The ALMA Legacy survey of Class 0/I disks in Corona australis, Aquila, chaMaeleon, oPhiuchus north, Ophiuchus, Serpens (CAMPOS). I. Evolution of Protostellar disk radii
arxiv(2024)
Abstract
We surveyed nearly all the embedded protostars in seven nearby clouds (Corona
Australis, Aquila, Chamaeleon I II, Ophiuchus North, Ophiuchus, Serpens) with
the Atacama Large Millimeter/submillimeter Array at 1.3mm observations with a
resolution of 0.1". This survey detected 184 protostellar disks, 90 of which
were observed at a resolution of 14-18 au, making it one of the most
comprehensive high-resolution disk samples across various protostellar
evolutionary stages to date. Our key findings include the detection of new
annular substructures in two Class I and two Flat-spectrum sources, while 21
embedded protostars exhibit distinct asymmetries or substructures in their
disks. We find that protostellar disks have a substantially large variability
in their radii across all classes. In particular, the fraction of large disks
with sizes above 40 au decreases with the protostellar evolutionary stage.

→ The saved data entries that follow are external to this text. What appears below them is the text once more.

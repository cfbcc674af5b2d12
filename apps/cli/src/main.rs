//! docvec CLI — ingest a documentation site into a vector store.
//!
//! Crawls the site's sitemap, extracts and chunks page text, generates
//! embeddings, and uploads the vectors for retrieval-augmented QA.

mod commands;

use clap::Parser;
use color_eyre::eyre::Result;

use commands::Cli;

#[tokio::main]
async fn main() -> Result<()> {
    color_eyre::install()?;
    let cli = Cli::parse();
    commands::init_tracing(&cli);
    let exit_code = commands::run(cli).await?;
    if exit_code != 0 {
        std::process::exit(exit_code);
    }
    Ok(())
}
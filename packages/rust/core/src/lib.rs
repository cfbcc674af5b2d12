//! Stage orchestration for the ingestion pipeline.
//!
//! Wires discovery, crawling, extraction, chunking, embedding, and vector
//! upload into the four operations the CLI exposes: `crawl`, `embed`,
//! `upload`, and the full `pipeline`.

pub mod pipeline;

pub use pipeline::{
    CrawlStageOptions, CrawlSummary, EmbedStageOptions, EmbedSummary, PipelineOptions,
    PipelineSummary, ProgressReporter, SilentProgress, UploadStageOptions, UploadSummary,
    run_crawl, run_embed, run_pipeline, run_upload,
};
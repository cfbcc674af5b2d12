//! CLI command definitions, routing, and tracing setup.

use std::path::PathBuf;

use clap::{Parser, Subcommand};
use color_eyre::eyre::Result;
use indicatif::{ProgressBar, ProgressStyle};
use serde::Serialize;
use tracing::warn;

use docvec_core::{
    CrawlStageOptions, CrawlSummary, EmbedStageOptions, EmbedSummary, PipelineOptions,
    PipelineSummary, ProgressReporter, SilentProgress, UploadStageOptions, UploadSummary,
    run_crawl, run_embed, run_pipeline, run_upload,
};
use docvec_shared::load_config;

/// Exit code for a user interrupt (SIGINT), matching shell convention.
const EXIT_INTERRUPTED: i32 = 130;

// ---------------------------------------------------------------------------
// CLI structure
// ---------------------------------------------------------------------------

/// docvec — documentation site → vector store ingestion.
#[derive(Parser)]
#[command(
    name = "docvec",
    version,
    about = "Crawl a documentation site, embed its content, and upload the vectors.",
    long_about = None,
)]
pub(crate) struct Cli {
    /// Print machine-readable JSON summaries (logs go to stderr).
    #[arg(long, global = true)]
    pub json: bool,

    /// Verbosity level (-v, -vv).
    #[arg(short, long, action = clap::ArgAction::Count, global = true)]
    pub verbose: u8,

    #[command(subcommand)]
    pub command: Command,
}

/// Top-level CLI subcommands.
#[derive(Subcommand)]
pub(crate) enum Command {
    /// Discover URLs from the sitemap, fetch pages, and cache extracted text.
    Crawl {
        /// Maximum number of pages to crawl.
        #[arg(long)]
        max_pages: Option<usize>,

        /// Resume from the previous crawl state.
        #[arg(long)]
        resume: bool,

        /// Comma-separated URLs to crawl instead of the sitemap.
        #[arg(long)]
        urls: Option<String>,
    },

    /// Chunk cached pages and generate embeddings.
    Embed {
        /// Chunk size in tokens.
        #[arg(long)]
        chunk_size: Option<usize>,

        /// Chunk overlap in tokens.
        #[arg(long)]
        chunk_overlap: Option<usize>,

        /// Maximum number of chunks to embed.
        #[arg(long)]
        max_chunks: Option<usize>,

        /// Output embeddings file path.
        #[arg(long)]
        output: Option<PathBuf>,

        /// Resume from the previous embed state.
        #[arg(long)]
        resume: bool,
    },

    /// Upload embeddings to the vector store.
    Upload {
        /// Input embeddings file path.
        #[arg(long)]
        input: Option<PathBuf>,

        /// Upsert batch size.
        #[arg(long)]
        batch_size: Option<usize>,

        /// Recreate the collection (deletes existing data).
        #[arg(long)]
        recreate: bool,

        /// Resume from the previous upload state.
        #[arg(long)]
        resume: bool,
    },

    /// Run crawl, embed, and upload in order.
    Pipeline {
        /// Maximum number of pages to crawl.
        #[arg(long)]
        max_pages: Option<usize>,

        /// Resume every stage from its previous state.
        #[arg(long)]
        resume: bool,

        /// Recreate the collection (deletes existing data).
        #[arg(long)]
        recreate: bool,

        /// Skip the crawl stage (use cached pages).
        #[arg(long)]
        skip_crawl: bool,

        /// Skip the embed stage (use the existing embeddings file).
        #[arg(long)]
        skip_embed: bool,

        /// Skip the upload stage.
        #[arg(long)]
        skip_upload: bool,
    },
}

// ---------------------------------------------------------------------------
// Tracing setup
// ---------------------------------------------------------------------------

/// Initialize tracing based on CLI flags. Logs always go to stderr so that
/// stdout carries only summaries.
pub(crate) fn init_tracing(cli: &Cli) {
    use tracing_subscriber::{EnvFilter, fmt};

    let filter = match cli.verbose {
        0 => "docvec=info",
        1 => "docvec=debug",
        _ => "docvec=trace",
    };

    let env_filter = EnvFilter::try_from_default_env().unwrap_or_else(|_| EnvFilter::new(filter));

    if cli.json {
        fmt()
            .json()
            .with_env_filter(env_filter)
            .with_writer(std::io::stderr)
            .init();
    } else {
        fmt()
            .with_env_filter(env_filter)
            .with_target(false)
            .with_writer(std::io::stderr)
            .init();
    }
}

// ---------------------------------------------------------------------------
// Command dispatch
// ---------------------------------------------------------------------------

/// Outcome of racing a stage future against ctrl-c.
enum StageResult<T> {
    Done(docvec_shared::Result<T>),
    Interrupted,
}

async fn with_interrupt<T>(
    fut: impl Future<Output = docvec_shared::Result<T>>,
) -> StageResult<T> {
    tokio::select! {
        result = fut => StageResult::Done(result),
        _ = tokio::signal::ctrl_c() => StageResult::Interrupted,
    }
}

/// Run the CLI command, returning the process exit code.
pub(crate) async fn run(cli: Cli) -> Result<i32> {
    let config = match load_config() {
        Ok(config) => config,
        Err(e) => {
            report_error(cli.json, &e.to_string());
            return Ok(1);
        }
    };

    let progress: Box<dyn ProgressReporter> = if cli.json {
        Box::new(SilentProgress)
    } else {
        Box::new(CliProgress::new())
    };

    match cli.command {
        Command::Crawl {
            max_pages,
            resume,
            urls,
        } => {
            let opts = CrawlStageOptions {
                urls: urls.map(|list| list.split(',').map(|u| u.trim().to_string()).collect()),
                max_pages,
                resume,
            };
            finish(
                cli.json,
                with_interrupt(run_crawl(&config, &opts, progress.as_ref())).await,
                print_crawl_summary,
                CrawlSummary::has_failures,
            )
        }
        Command::Embed {
            chunk_size,
            chunk_overlap,
            max_chunks,
            output,
            resume,
        } => {
            let opts = EmbedStageOptions {
                chunk_size,
                chunk_overlap,
                max_chunks,
                output,
                resume,
            };
            finish(
                cli.json,
                with_interrupt(run_embed(&config, &opts, progress.as_ref())).await,
                print_embed_summary,
                |_| false,
            )
        }
        Command::Upload {
            input,
            batch_size,
            recreate,
            resume,
        } => {
            let opts = UploadStageOptions {
                input,
                batch_size,
                recreate,
                resume,
            };
            finish(
                cli.json,
                with_interrupt(run_upload(&config, &opts, progress.as_ref())).await,
                print_upload_summary,
                UploadSummary::has_failures,
            )
        }
        Command::Pipeline {
            max_pages,
            resume,
            recreate,
            skip_crawl,
            skip_embed,
            skip_upload,
        } => {
            let opts = PipelineOptions {
                max_pages,
                resume,
                recreate,
                skip_crawl,
                skip_embed,
                skip_upload,
            };
            finish(
                cli.json,
                with_interrupt(run_pipeline(&config, &opts, progress.as_ref())).await,
                print_pipeline_summary,
                PipelineSummary::has_failures,
            )
        }
    }
}

/// Turn a stage result into output and an exit code.
fn finish<T: Serialize>(
    json: bool,
    result: StageResult<T>,
    print_summary: fn(&T),
    has_failures: fn(&T) -> bool,
) -> Result<i32> {
    match result {
        StageResult::Interrupted => {
            warn!("interrupted; progress up to the last completed item is saved");
            if !json {
                eprintln!("Interrupted. Re-run with --resume to continue.");
            }
            Ok(EXIT_INTERRUPTED)
        }
        StageResult::Done(Err(e)) => {
            report_error(json, &e.to_string());
            Ok(1)
        }
        StageResult::Done(Ok(summary)) => {
            if json {
                println!("{}", serde_json::to_string(&summary)?);
            } else {
                print_summary(&summary);
            }
            Ok(if has_failures(&summary) { 1 } else { 0 })
        }
    }
}

fn report_error(json: bool, message: &str) {
    if json {
        println!("{}", serde_json::json!({ "error": message }));
    } else {
        eprintln!("error: {message}");
    }
}

// ---------------------------------------------------------------------------
// Summary output
// ---------------------------------------------------------------------------

fn print_crawl_summary(summary: &CrawlSummary) {
    println!();
    println!("  Crawl complete");
    println!("  Discovered: {}", summary.urls_discovered);
    println!("  Crawled:    {}", summary.pages_crawled);
    println!("  Failed:     {}", summary.pages_failed);
    println!();
}

fn print_embed_summary(summary: &EmbedSummary) {
    println!();
    println!("  Embedding complete");
    println!("  Documents:  {}", summary.documents);
    println!("  Chunks:     {}", summary.chunks);
    println!("  Embedded:   {}", summary.embedded);
    println!("  Skipped:    {}", summary.skipped);
    println!("  Output:     {}", summary.output.display());
    println!();
}

fn print_upload_summary(summary: &UploadSummary) {
    println!();
    println!("  Upload complete");
    println!("  Loaded:     {}", summary.records_loaded);
    println!("  Uploaded:   {}", summary.uploaded);
    println!("  Failed:     {}", summary.failed);
    println!("  Skipped:    {}", summary.skipped);
    println!("  In store:   {}", summary.total_in_collection);
    println!();
}

fn print_pipeline_summary(summary: &PipelineSummary) {
    if let Some(crawl) = &summary.crawl {
        print_crawl_summary(crawl);
    }
    if let Some(embed) = &summary.embed {
        print_embed_summary(embed);
    }
    if let Some(upload) = &summary.upload {
        print_upload_summary(upload);
    }
    println!("  Total time: {:.1}s", summary.duration_secs);
    println!();
}

// ---------------------------------------------------------------------------
// CLI progress reporter
// ---------------------------------------------------------------------------

/// Progress reporter backed by an indicatif spinner.
struct CliProgress {
    spinner: ProgressBar,
}

impl CliProgress {
    fn new() -> Self {
        let spinner = ProgressBar::new_spinner();
        spinner.set_style(
            ProgressStyle::with_template("{spinner:.cyan} {msg}")
                .expect("valid progress template")
                .tick_strings(&["⠋", "⠙", "⠹", "⠸", "⠼", "⠴", "⠦", "⠧", "⠇", "⠏"]),
        );
        spinner.enable_steady_tick(std::time::Duration::from_millis(80));
        Self { spinner }
    }
}

impl ProgressReporter for CliProgress {
    fn phase(&self, name: &str) {
        self.spinner.set_message(name.to_string());
    }

    fn item_progress(&self, current: usize, total: usize) {
        self.spinner.set_message(format!("[{current}/{total}]"));
    }
}

impl Drop for CliProgress {
    fn drop(&mut self) {
        self.spinner.finish_and_clear();
    }
}
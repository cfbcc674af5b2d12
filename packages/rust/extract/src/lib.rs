//! HTML content extraction.
//!
//! Reduces a raw documentation page to clean reading text: locate the main
//! content region, drop site chrome (navigation, sidebars, pagination,
//! admonitions), serialize the remaining text with paragraph boundaries
//! intact, and normalize whitespace. Extraction is a pure function; the disk
//! cache for extracted pages lives in [`cache`].

pub mod cache;

use std::collections::{BTreeMap, HashSet};
use std::sync::LazyLock;

use regex::Regex;
use ego_tree::{NodeId, NodeRef};
use scraper::{ElementRef, Html, Node, Selector};
use tracing::debug;

use docvec_shared::{DocumentPage, PipelineError, Result};

/// Selectors tried in order to locate the main content region.
const CONTENT_SELECTORS: [&str; 5] = [
    "article",
    r#"[role="main"]"#,
    ".main-content",
    "#__docusaurus",
    "main",
];

/// Chrome stripped from the content region before serialization.
const REMOVE_SELECTORS: [&str; 17] = [
    "nav",
    "header",
    "footer",
    ".navbar",
    ".footer",
    ".theme-code-block-highlighted-line",
    ".code-block-content",
    ".pagination-nav",
    ".table-of-contents",
    ".breadcrumbs",
    ".menu__link--sublist",
    ".theme-doc-sidebar-container",
    ".theme-doc-toc-mobile",
    ".theme-last-updated",
    ".theme-edit-this-page",
    r#"[role="navigation"]"#,
    ".admonition",
];

static CONTENT: LazyLock<Vec<Selector>> = LazyLock::new(|| {
    CONTENT_SELECTORS
        .iter()
        .map(|s| Selector::parse(s).expect("valid content selector"))
        .collect()
});

static REMOVE: LazyLock<Vec<Selector>> = LazyLock::new(|| {
    REMOVE_SELECTORS
        .iter()
        .map(|s| Selector::parse(s).expect("valid removal selector"))
        .collect()
});

/// Extract the main content of an HTML page into a [`DocumentPage`].
pub fn extract(html: &str, url: &str) -> Result<DocumentPage> {
    let doc = Html::parse_document(html);

    let title = extract_title(&doc);

    let content = find_content_element(&doc).ok_or_else(|| {
        PipelineError::extraction(format!("could not find content in {url}"))
    })?;

    // scraper's DOM is immutable, so removal is a skip set applied while
    // serializing rather than a destructive pass.
    let mut skip: HashSet<NodeId> = HashSet::new();
    for selector in REMOVE.iter() {
        for element in content.select(selector) {
            skip.insert(element.id());
        }
    }

    let mut raw = String::new();
    collect_text(*content, &skip, &mut raw);
    let text = normalize(&raw);

    if text.is_empty() {
        return Err(PipelineError::extraction(format!(
            "no text content in {url}"
        )));
    }

    debug!(url, title = %title, text_len = text.len(), "content extracted");

    DocumentPage::new(url, title, text, BTreeMap::new())
}

/// Locate the first content selector that yields non-empty text, falling
/// back to `<body>`.
fn find_content_element(doc: &Html) -> Option<ElementRef<'_>> {
    for selector in CONTENT.iter() {
        if let Some(element) = doc.select(selector).next() {
            if element.text().any(|t| !t.trim().is_empty()) {
                return Some(element);
            }
        }
    }

    let body = Selector::parse("body").expect("valid selector");
    doc.select(&body)
        .next()
        .filter(|el| el.text().any(|t| !t.trim().is_empty()))
}

/// Page title: first `<h1>`, else `<title>` minus a ` | site` suffix,
/// else `Untitled`.
fn extract_title(doc: &Html) -> String {
    let h1 = Selector::parse("h1").expect("valid selector");
    for element in doc.select(&h1) {
        let text = element.text().collect::<String>().trim().to_string();
        if !text.is_empty() {
            return text;
        }
    }

    let title = Selector::parse("title").expect("valid selector");
    if let Some(element) = doc.select(&title).next() {
        let text = element.text().collect::<String>().trim().to_string();
        if !text.is_empty() {
            return match text.split_once(" | ") {
                Some((head, _)) => head.trim().to_string(),
                None => text,
            };
        }
    }

    "Untitled".to_string()
}

/// Serialize text content, skipping removed subtrees. Block-level elements
/// end with a blank line so paragraph boundaries survive normalization;
/// list items and table rows get a single newline.
fn collect_text(node: NodeRef<'_, Node>, skip: &HashSet<NodeId>, out: &mut String) {
    for child in node.children() {
        if skip.contains(&child.id()) {
            continue;
        }
        match child.value() {
            Node::Text(text) => out.push_str(&text),
            Node::Element(element) => {
                match element.name() {
                    "script" | "style" | "noscript" | "template" | "svg" => continue,
                    "br" => {
                        out.push('\n');
                        continue;
                    }
                    _ => {}
                }
                collect_text(child, skip, out);
                if is_block_element(element.name()) {
                    out.push_str("\n\n");
                } else if matches!(element.name(), "li" | "tr" | "dt" | "dd") {
                    out.push('\n');
                }
            }
            _ => {}
        }
    }
}

fn is_block_element(name: &str) -> bool {
    matches!(
        name,
        "p" | "div"
            | "section"
            | "article"
            | "main"
            | "aside"
            | "h1"
            | "h2"
            | "h3"
            | "h4"
            | "h5"
            | "h6"
            | "ul"
            | "ol"
            | "dl"
            | "pre"
            | "blockquote"
            | "table"
            | "figure"
            | "figcaption"
    )
}

/// Whitespace normalization: collapse space/tab runs, trim every line, and
/// collapse runs of blank lines to a single blank line. Idempotent.
pub fn normalize(text: &str) -> String {
    static SPACES: LazyLock<Regex> = LazyLock::new(|| Regex::new(r"[ \t]+").expect("valid regex"));

    let collapsed = SPACES.replace_all(text, " ");

    let mut lines: Vec<&str> = Vec::new();
    let mut blank_pending = false;
    for line in collapsed.lines() {
        let trimmed = line.trim();
        if trimmed.is_empty() {
            blank_pending = !lines.is_empty();
        } else {
            if blank_pending {
                lines.push("");
                blank_pending = false;
            }
            lines.push(trimmed);
        }
    }

    lines.join("\n")
}

#[cfg(test)]
mod tests {
    use super::*;

    const DOCUSAURUS_PAGE: &str = r##"<html>
<head><title>Installation | Example Docs</title></head>
<body>
  <nav class="navbar"><a href="/">Home</a><a href="/docs">Docs</a></nav>
  <div id="__docusaurus">
    <aside class="theme-doc-sidebar-container"><ul><li>Sidebar link</li></ul></aside>
    <article>
      <nav class="breadcrumbs"><a href="/docs">Docs</a> / Installation</nav>
      <h1>Installation</h1>
      <p>Install the package with your package   manager of choice.</p>
      <pre><code>npm install example-tool</code></pre>
      <p>Then verify the setup.</p>
      <div class="pagination-nav"><a href="/docs/next">Next page</a></div>
      <div class="theme-edit-this-page"><a href="#">Edit this page</a></div>
    </article>
  </div>
  <footer class="footer">Copyright 2024</footer>
</body>
</html>"##;

    #[test]
    fn extracts_main_content_and_strips_chrome() {
        let page = extract(DOCUSAURUS_PAGE, "https://docs.example.com/docs/installation").unwrap();

        assert_eq!(page.title, "Installation");
        assert!(page.extracted_text.contains("Install the package"));
        assert!(page.extracted_text.contains("npm install example-tool"));
        assert!(page.extracted_text.contains("Then verify the setup."));

        assert!(!page.extracted_text.contains("Sidebar link"));
        assert!(!page.extracted_text.contains("Next page"));
        assert!(!page.extracted_text.contains("Edit this page"));
        assert!(!page.extracted_text.contains("Copyright 2024"));
        assert!(!page.extracted_text.contains("Docs / Installation"));
    }

    #[test]
    fn whitespace_runs_collapsed() {
        let page = extract(DOCUSAURUS_PAGE, "https://docs.example.com/docs/installation").unwrap();
        assert!(page.extracted_text.contains("package manager of choice"));
    }

    #[test]
    fn paragraphs_separated_by_blank_lines() {
        let html = r#"<html><body><article>
            <h1>Guide</h1>
            <p>First paragraph.</p>
            <p>Second paragraph.</p>
        </article></body></html>"#;
        let page = extract(html, "https://docs.example.com/guide").unwrap();
        assert!(
            page.extracted_text
                .contains("First paragraph.\n\nSecond paragraph."),
            "text was: {:?}",
            page.extracted_text
        );
    }

    #[test]
    fn title_falls_back_to_title_tag() {
        let html = r#"<html><head><title>Getting Started | Example Docs</title></head>
            <body><main><p>Welcome to the documentation site.</p></main></body></html>"#;
        let page = extract(html, "https://docs.example.com/start").unwrap();
        assert_eq!(page.title, "Getting Started");
    }

    #[test]
    fn title_defaults_to_untitled() {
        let html = "<html><body><main><p>Body text without headings.</p></main></body></html>";
        let page = extract(html, "https://docs.example.com/plain").unwrap();
        assert_eq!(page.title, "Untitled");
    }

    #[test]
    fn falls_back_to_body_when_no_content_region() {
        let html = "<html><body><h1>Direct</h1><p>Content straight in body.</p></body></html>";
        let page = extract(html, "https://docs.example.com/bare").unwrap();
        assert!(page.extracted_text.contains("Content straight in body."));
    }

    #[test]
    fn empty_page_is_an_error() {
        let html = "<html><body>   </body></html>";
        let err = extract(html, "https://docs.example.com/empty").unwrap_err();
        assert!(matches!(err, PipelineError::Extraction { .. }));
    }

    #[test]
    fn content_hash_matches_normalized_text() {
        let page = extract(DOCUSAURUS_PAGE, "https://docs.example.com/docs/installation").unwrap();
        assert_eq!(
            page.content_hash,
            docvec_shared::types::sha256_hex(&page.extracted_text)
        );
    }

    #[test]
    fn normalize_is_idempotent() {
        let messy = "  Title  \n\n\n\nBody   line\twith\ttabs  \n\n\n second   para \n";
        let once = normalize(messy);
        let twice = normalize(&once);
        assert_eq!(once, twice);
        assert_eq!(once, "Title\n\nBody line with tabs\n\nsecond para");
    }

    #[test]
    fn normalize_keeps_single_blank_lines() {
        let text = "para one\n\npara two\n\n\n\npara three";
        assert_eq!(normalize(text), "para one\n\npara two\n\npara three");
    }

    #[test]
    fn extraction_is_deterministic() {
        let a = extract(DOCUSAURUS_PAGE, "https://docs.example.com/docs/installation").unwrap();
        let b = extract(DOCUSAURUS_PAGE, "https://docs.example.com/docs/installation").unwrap();
        assert_eq!(a.extracted_text, b.extracted_text);
        assert_eq!(a.content_hash, b.content_hash);
    }
}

Compiling the literature data, we discovered an increasing trend of the gas
disk radii to dust disk radii ratio (R_ gas,Kep/R_ mm) with
increasing bolometric temperature (T_ bol). Our results indicate
that the dust and gas disk radii decouple during the early Class I stage. We
find that Class 0 dust disk size resembled the gas disk size, enabling a direct
comparison between models and observational data at the earliest stages of
protostellar evolution. We show that the distribution of radii in the 52 Class
0 disks in our sample is in high tension with various disk formation models,
indicating that protostellar disk formation remains an unsolved question.